While most people were glued to their TV screens watching the chaos unfold in Washington, DC, on Wednesday afternoon as rioters breached the Capitol Building, some advertisers were busy updating their keyword block lists or pulling their ads from news sites.
A source told Campaign US that GroupM updated negative keyword lists within an hour of the siege, and that by 5:30 p.m. – just over 60 minutes after President Trump posted a video telling his supporters, “We love you, you’re very special” – six Omnicom clients had already halted all ad placements running against news content across digital and on TV.
Other brands followed suit, including clients of Dentsu and Havas, by pausing their media and fearfully battening the brand safety hatches as they always seem to do the moment the news cycle veers in an unexpected or extreme direction.
No one is debating that brands need to protect their image and their reputation. There’s no lack of fraudulent, inappropriate and unsuitable content online that doesn’t deserve the support of ad dollars.

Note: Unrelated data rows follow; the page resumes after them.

//! Labeled source spans for diagnostic messages.

use crate::span::Span;

/// A message attached to a span of source text.
///
/// A primary label marks where the problem is; secondary labels add context
/// such as the `#include` that pulled a file in.
#[derive(Debug, Clone, PartialEq, Eq)]
pub struct Label {
    span: Span,
    message: String,
    is_primary: bool,
}

impl Label {
    pub fn primary(span: Span, message: impl Into<String>) -> Self {
        Self {
            span,
            message: message.into(),
            is_primary: true,
        }
    }

    pub fn secondary(span: Span, message: impl Into<String>) -> Self {
        Self {
            span,
            message: message.into(),
            is_primary: false,
        }
    }

    pub fn span(&self) -> Span {
        self.span
    }

    pub fn message(&self) -> &str {
        &self.message
    }

    pub fn is_primary(&self) -> bool {
        self.is_primary
    }

    pub fn is_secondary(&self) -> bool {
        !self.is_primary
    }
}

But when advertisers are so skittish about brand safety that their first thought is to immediately go dark? Well, do that enough times and eventually there won’t be a robust Fourth Estate to support.
Withholding spend from YouTube to try and make Google clean up its act is one thing. Yanking ad spend from independent news sites trying to cover world events is quite another.
This sort of knee jerk response isn’t new, though.
Some advertisers block news and political content as a matter of course, while others react to the news as it cycles. 2020 was full of high-profile examples of the latter. Many advertisers avoided content related to the pandemic as well as anything to do with the Black Lives Matters protests over the summer.
That’s a heck of a lot of worthy news content that deserves to be monetized.
But sometimes attempts at keyword blocking are just ham-fisted. When the Notre Dame Cathedral in Paris caught fire in April 2019, for example, advertisers were on the case – and ended up also blocking college football-related content by mistake. When a terrorist bomb exploded at an Ariana Grande Concert in Manchester in 2017, the term “Ariana Grande” was one of the top 20 most-blocked keywords of the year, according to Integral Ad Science.
The question is whether advertisers have the wherewithal to stop being so reactionary – especially since some of their fear about ad adjacency might be misplaced.
An October report from IAB found that consumers are 45% more likely to visit a brand’s website if that brand advertises on their favorite news outlets and that advertising in the news can actually increase consumer trust by 6%.
It’s understandable why brands are nervous. Advertisers get dragged through the mud for every misstep, and the path of least resistance is to block first and ask questions later … or not at all, until the next catastrophic news cycle crops up.
There is an ongoing and inherent tension between how marketers define being an effective – or at least an efficient – steward of brand safety and using advertising to support journalism, which is something most advertisers say they want to do.
This tension will not be resolved until advertisers are able to think about brand safety as shades of gray rather than through the lens of a blocklist.
Some of that work has started with the more nuanced concept of brand suitability, by which marketers consider context and actively seek out appropriate content rather than employing a razed earth strategy to try and avoid inappropriate placements.
If marketers want a healthy press, they need to support it, warts and all.
Also, what the heck did Ariana Grande ever do to you?